Concordance between p53 expressions by IHC with mutation in TP53. (A) Examples of WT p53 staining (both low and high patterns), null p53, and overexpression of p53. Also shown are cases with equivocal staining for p53 and focal regions of p53 overexpression. (B) Overall distribution of p53 expression by IHC in cases with available data. (C) Percent of cases with WT p53 staining, null staining, or OE by histology. (D) Concordance on the basis of the absence (WT) or presence of a TP53 mutation with p53 expression by IHC. (E) Concordance on the basis of the specific type of TP53 mutation. IHC, immunohistochemistry; OE, overexpressed; WT, wild-type.

FIG 2.

Comparison of HRs for bevacizumab plus chemotherapy versus temsirolimus plus chemotherapy by TP53 mutational status, expression by IHC, or integrated sequencing/IHC analysis. Forest plots of (A) PFS and (B) OS. Also show are HR and 95% CI. Significantly improved HRs are indicated in red. GOF, gain of function; HR, hazard ratio; IHC, immunohistochemistry; NGS, next-generation sequencing; OS, overall survival; PFS, progression-free survival; sVUF, somatic variants of unknown function; WT, wild-type.

FIG 3.

p53 overexpression by IHC predicts for response to bevacizumab plus chemotherapy. (A) Kaplan-Meier curves for PFS (left) and OS (right) on the basis of p53 status by IHC. (B) Kaplan-Meier curves for PFS (left) and OS (right) for cases with p53 overexpression by IHC by treatment arm.

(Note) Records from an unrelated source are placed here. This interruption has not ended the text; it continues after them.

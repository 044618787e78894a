// Surface - the window's presentation target
//
// Created right after the instance (and messenger), destroyed after the
// device and before the instance.

use ash::vk;

use super::driver::Driver;
use super::window::WindowTarget;
use super::{BootstrapError, BootstrapResult};

pub fn create_surface<D: Driver>(
    driver: &mut D,
    instance: vk::Instance,
    target: &WindowTarget,
) -> BootstrapResult<vk::SurfaceKHR> {
    let surface = driver
        .create_surface(instance, target)
        .map_err(BootstrapError::SurfaceCreation)?;
    log::info!("Window surface created");
    Ok(surface)
}

pub fn destroy_surface<D: Driver>(driver: &mut D, instance: vk::Instance, surface: vk::SurfaceKHR) {
    driver.destroy_surface(instance, surface);
}
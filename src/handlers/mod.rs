pub mod auth_handlers;
pub mod health_handlers;
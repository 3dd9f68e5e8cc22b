pub mod body;
pub mod bridge_service;
pub mod filestash_service;
pub mod oidc_service;
pub mod sts_service;
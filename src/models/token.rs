//! Keycloak token endpoint payloads.

use crate::errors::{BridgeError, BridgeResult};
use serde::Deserialize;
use std::fmt;

/// JSON body returned by the OpenID Connect token endpoint.
///
/// Only the fields the bridge reads are modelled; `error` and
/// `error_description` are the RFC 6749 error envelope.
#[derive(Deserialize)]
pub struct TokenResponse {
    #[serde(default)]
    pub access_token: Option<String>,
    #[serde(default)]
    pub error: Option<String>,
    #[serde(default)]
    pub error_description: Option<String>,
}

impl TokenResponse {
    /// Short, secret-free description of an OAuth error body, if any.
    pub fn error_summary(&self) -> Option<String> {
        let code = self.error.as_deref()?;
        Some(match self.error_description.as_deref() {
            Some(desc) => format!("{code} ({desc})"),
            None => code.to_string(),
        })
    }

    pub fn into_access_token(self) -> BridgeResult<AccessToken> {
        if let Some(summary) = self.error_summary() {
            return Err(BridgeError::UpstreamAuth(format!(
                "token endpoint returned error {summary}"
            )));
        }
        match self.access_token {
            Some(token) if !token.is_empty() => Ok(AccessToken(token)),
            _ => Err(BridgeError::UpstreamAuth(
                "token response has no `access_token`".into(),
            )),
        }
    }
}

/// Bearer token handed to the STS. Never logged.
pub struct AccessToken(String);

impl AccessToken {
    pub fn as_str(&self) -> &str {
        &self.0
    }
}

impl fmt::Debug for AccessToken {
    fn fmt(&self, f: &mut fmt::Formatter<'_>) -> fmt::Result {
        f.write_str("AccessToken(<redacted>)")
    }
}
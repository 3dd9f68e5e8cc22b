//! HTTP handlers for the three login hops.
//! Redirect statuses: 301 for `/login`, 302 for the authorize and success hops.

use crate::{
    errors::BridgeError, forwarded::ForwardedInfo, services::bridge_service::BridgeService,
};
use axum::{
    Extension,
    body::Body,
    extract::{Query, State},
    http::{HeaderValue, StatusCode, header},
    response::Response,
};
use serde::Deserialize;
use tracing::{info, warn};

/// Query string Keycloak appends when redirecting back to the callback.
#[derive(Debug, Deserialize)]
pub struct CallbackQuery {
    pub code: Option<String>,
    pub error: Option<String>,
    pub error_description: Option<String>,
}

/// GET `/login` — permanent redirect to the prefixed login route.
pub async fn redirect_to_login(State(service): State<BridgeService>) -> Response {
    redirect(StatusCode::MOVED_PERMANENTLY, &service.config().login_path())
}

/// GET `{prefix}/login` — send the browser to Keycloak.
pub async fn begin_login(State(service): State<BridgeService>) -> Response {
    redirect(StatusCode::FOUND, service.authorization_url())
}

/// GET `{prefix}/callback?code=…` — finish the login and hand the
/// Filestash session cookie to the browser.
pub async fn finish_login(
    State(service): State<BridgeService>,
    Extension(forwarded): Extension<ForwardedInfo>,
    Query(q): Query<CallbackQuery>,
) -> Result<Response, BridgeError> {
    if let Some(error) = q.error {
        warn!(%error, description = ?q.error_description, "Keycloak redirected back with an error");
        return Err(BridgeError::UpstreamAuth(format!(
            "authorization was not granted: {error}"
        )));
    }

    let code = q
        .code
        .filter(|c| !c.is_empty())
        .ok_or(BridgeError::MissingCode)?;

    let cookies = service.complete_login(&code).await?;
    info!(client = forwarded.client.as_deref().unwrap_or("unknown"), "login completed");

    let mut response = redirect(StatusCode::FOUND, "/");
    let headers = response.headers_mut();
    for cookie in cookies.into_inner() {
        headers.append(header::SET_COOKIE, cookie);
    }
    Ok(response)
}

fn redirect(status: StatusCode, location: &str) -> Response {
    let mut response = Response::new(Body::empty());
    *response.status_mut() = status;
    match HeaderValue::from_str(location) {
        Ok(value) => {
            response.headers_mut().insert(header::LOCATION, value);
        }
        Err(e) => {
            warn!(error = %e, "redirect target is not a valid header value");
            *response.status_mut() = StatusCode::INTERNAL_SERVER_ERROR;
        }
    }
    response
}
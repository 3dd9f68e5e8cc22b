//! Keycloak side of the login: the authorize redirect and the
//! authorization-code exchange.

use crate::{
    config::AppConfig,
    errors::{BridgeError, BridgeResult},
    models::token::{AccessToken, TokenResponse},
    services::body::{MAX_UPSTREAM_BODY_BYTES, read_limited},
};
use tracing::{debug, warn};
use url::Url;

/// Talks to the OpenID Connect endpoints of one Keycloak realm.
#[derive(Clone)]
pub struct OidcClient {
    http: reqwest::Client,
    token_endpoint: String,
    authorization_url: String,
    client_id: String,
    client_secret: String,
    redirect_uri: String,
}

impl OidcClient {
    pub fn new(http: reqwest::Client, config: &AppConfig) -> BridgeResult<Self> {
        let base = config.oidc_base_url();
        let redirect_uri = config.redirect_uri();

        let mut authorize = Url::parse(&format!("{base}/auth")).map_err(|e| {
            BridgeError::Configuration(format!("invalid authorization endpoint URL: {e}"))
        })?;
        authorize
            .query_pairs_mut()
            .append_pair("client_id", &config.client_id)
            .append_pair("redirect_uri", &redirect_uri)
            .append_pair("response_type", "code")
            .append_pair("scope", "openid");

        Ok(Self {
            http,
            token_endpoint: format!("{base}/token"),
            authorization_url: authorize.into(),
            client_id: config.client_id.clone(),
            client_secret: config.client_secret.clone(),
            redirect_uri,
        })
    }

    /// Where the browser is sent to log in. Fixed for the process lifetime.
    pub fn authorization_url(&self) -> &str {
        &self.authorization_url
    }

    /// Trade a single-use authorization code for an access token.
    pub async fn exchange_code(&self, code: &str) -> BridgeResult<AccessToken> {
        let form = [
            ("client_id", self.client_id.as_str()),
            ("client_secret", self.client_secret.as_str()),
            ("grant_type", "authorization_code"),
            ("code", code),
            ("redirect_uri", self.redirect_uri.as_str()),
        ];

        let resp = self
            .http
            .post(&self.token_endpoint)
            .form(&form)
            .send()
            .await
            .map_err(|e| {
                BridgeError::UpstreamAuth(format!("token request failed: {}", e.without_url()))
            })?;

        let status = resp.status();
        let body = read_limited(resp, MAX_UPSTREAM_BODY_BYTES)
            .await
            .map_err(|e| BridgeError::UpstreamAuth(format!("token response: {e}")))?;
        debug!(%status, "token endpoint answered");

        if !status.is_success() {
            let detail = serde_json::from_str::<TokenResponse>(&body)
                .ok()
                .and_then(|r| r.error_summary())
                .unwrap_or_else(|| "no OAuth error body".to_string());
            warn!(%status, %detail, "token endpoint rejected the authorization code");
            return Err(BridgeError::UpstreamAuth(format!(
                "token endpoint returned {status}: {detail}"
            )));
        }

        serde_json::from_str::<TokenResponse>(&body)
            .map_err(|e| BridgeError::UpstreamAuth(format!("token response is not JSON: {e}")))?
            .into_access_token()
    }
}
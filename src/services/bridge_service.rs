//! BridgeService — the code → token → credentials → session pipeline.
//!
//! Holds one outbound `reqwest::Client` shared by the three upstream clients.
//! Nothing obtained during a login outlives the `complete_login` call.

use crate::{
    config::AppConfig,
    errors::{BridgeError, BridgeResult},
    models::session::SessionCookies,
    services::{
        filestash_service::FilestashClient, oidc_service::OidcClient, sts_service::StsClient,
    },
};
use reqwest::redirect::Policy;
use std::{sync::Arc, time::Duration};
use tracing::{Instrument, info, info_span, warn};
use uuid::Uuid;

/// Shared state handed to every handler.
#[derive(Clone)]
pub struct BridgeService {
    config: Arc<AppConfig>,
    oidc: OidcClient,
    sts: StsClient,
    filestash: FilestashClient,
}

/// Build the process-wide outbound client.
///
/// Redirects are not followed so upstream `Set-Cookie` headers are never lost
/// on an intermediate hop.
pub fn build_http_client(timeout: Duration) -> BridgeResult<reqwest::Client> {
    reqwest::Client::builder()
        .timeout(timeout)
        .redirect(Policy::none())
        .build()
        .map_err(|e| BridgeError::Configuration(format!("building HTTP client: {e}")))
}

impl BridgeService {
    pub fn new(config: AppConfig) -> BridgeResult<Self> {
        let http = build_http_client(config.upstream_timeout)?;
        Self::with_client(config, http)
    }

    pub fn with_client(config: AppConfig, http: reqwest::Client) -> BridgeResult<Self> {
        Ok(Self {
            oidc: OidcClient::new(http.clone(), &config)?,
            sts: StsClient::new(http.clone(), &config)?,
            filestash: FilestashClient::new(http, &config),
            config: Arc::new(config),
        })
    }

    pub fn config(&self) -> &AppConfig {
        &self.config
    }

    pub fn authorization_url(&self) -> &str {
        self.oidc.authorization_url()
    }

    /// Run the three exchanges for one authorization code.
    ///
    /// Stops at the first failing step; later upstreams are not contacted.
    pub async fn complete_login(&self, code: &str) -> BridgeResult<SessionCookies> {
        let flow_id = Uuid::new_v4();

        async move {
            let token = self
                .oidc
                .exchange_code(code)
                .await
                .inspect_err(|e| warn!(step = "token", error = %e, "login aborted"))?;

            let creds = self
                .sts
                .assume_role_with_web_identity(&token)
                .await
                .inspect_err(|e| warn!(step = "federation", error = %e, "login aborted"))?;
            drop(token);

            let cookies = self
                .filestash
                .create_session(&creds)
                .await
                .inspect_err(|e| warn!(step = "session", error = %e, "login aborted"))?;

            info!(
                access_key_id = %creds.access_key_id,
                "Filestash session established"
            );
            Ok::<_, BridgeError>(cookies)
        }
        .instrument(info_span!("login_flow", %flow_id))
        .await
    }
}
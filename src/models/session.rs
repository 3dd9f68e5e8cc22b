//! Filestash session API payloads.

use crate::models::credentials::StorageCredentials;
use axum::http::HeaderValue;
use serde::Serialize;

/// Body of `POST /api/session` for an S3 backend.
#[derive(Serialize)]
pub struct SessionRequest<'a> {
    #[serde(rename = "type")]
    pub kind: &'static str,
    pub endpoint: &'a str,
    pub access_key_id: &'a str,
    pub secret_access_key: &'a str,
    pub session_token: &'a str,
}

impl<'a> SessionRequest<'a> {
    pub fn s3(endpoint: &'a str, creds: &'a StorageCredentials) -> Self {
        Self {
            kind: "s3",
            endpoint,
            access_key_id: &creds.access_key_id,
            secret_access_key: &creds.secret_access_key,
            session_token: &creds.session_token,
        }
    }
}

/// `Set-Cookie` values issued by Filestash, relayed verbatim and in order.
#[derive(Debug, Clone)]
pub struct SessionCookies(Vec<HeaderValue>);

impl SessionCookies {
    /// `None` when Filestash sent no cookie at all.
    pub fn new(values: Vec<HeaderValue>) -> Option<Self> {
        if values.is_empty() {
            None
        } else {
            Some(Self(values))
        }
    }

    pub fn values(&self) -> &[HeaderValue] {
        &self.0
    }

    pub fn into_inner(self) -> Vec<HeaderValue> {
        self.0
    }
}

#[cfg(test)]
mod tests {
    use super::*;
    use serde_json::json;

    #[test]
    fn s3_session_body_matches_filestash_shape() {
        let creds = StorageCredentials {
            access_key_id: "A".into(),
            secret_access_key: "B".into(),
            session_token: "C".into(),
            expiration: None,
        };
        let body = serde_json::to_value(SessionRequest::s3("http://minio:9000", &creds)).unwrap();
        assert_eq!(
            body,
            json!({
                "type": "s3",
                "endpoint": "http://minio:9000",
                "access_key_id": "A",
                "secret_access_key": "B",
                "session_token": "C"
            })
        );
    }

    #[test]
    fn no_cookie_means_no_session() {
        assert!(SessionCookies::new(Vec::new()).is_none());
        let cookies =
            SessionCookies::new(vec![HeaderValue::from_static("session=xyz")]).unwrap();
        assert_eq!(cookies.values(), ["session=xyz"]);
    }
}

IHC, immunohistochemistry; OE, overexpressed; OS, overall survival; PFS, progression-free survival; WT, wild-type.

FIG 4.

Integrated analysis of p53 using IHC and sequencing data improves the prediction of response to bevacizumab plus chemotherapy. (A) Decision tree for integrated analysis of p53 by IHC and sequencing. Kaplan-Meier curves for (B) PFS and (C) OS for the integrated categories independent of treatment. Kaplan-Meier curves for (D) PFS and (E) OS for the integrated category of p53^OE/TP53^mut by treatment arm. IHC, immunohistochemistry; OE, overexpressed; OS, overall survival; PFS, progression-free survival.

FIG 5.

A potential clinical management schema supported by the findings from GOG-86P. For ease and feasibility, tumor testing for p53 status can begin with standard IHC. If p53 is highly expressed in the nuclei of 80% of more of tumor cells, our data indicate that bevacizumab, when added to chemotherapy in the upfront setting, significantly improves PFS and OS. If the immunostaining is negative entirely, or null, we cannot make a strong recommendation because of the low number of cases, but we are aware that some p53 null cases appeared to benefit on the bevacizumab arms of GOG-86P. Therefore, we recommend weighing the risk of bevacizumab, including hypertensive complications, in each individual patient before adding bevacizumab to upfront chemotherapy. If immunostaining is modest and not uniform, this suggests a WT p53 expression pattern. Our data suggest no clear benefit by adding bevacizumab to chemotherapy upfront. If p53 immunostaining is indeterminant, which may occur due to high cellular heterogeneity of p53 expression, cytoplasmic instead of nuclear staining or other conditions, we recommend sequencing TP53. If results reveal a mutation (^aother than the known SNP at P72), consideration should be given for adding bevacizumab to chemotherapy upfront. Note that tumors that coexpress POLE and TP53 mutations or potentially those with microsatellite instability or mismatch repair deficiency comprise a special category, and at this time, the data do not inform management. IHC, immunohistochemistry; OS, overall survival; PFS, progression-free survival; SNP, single nucleotide polymorphism; WT, wild-type.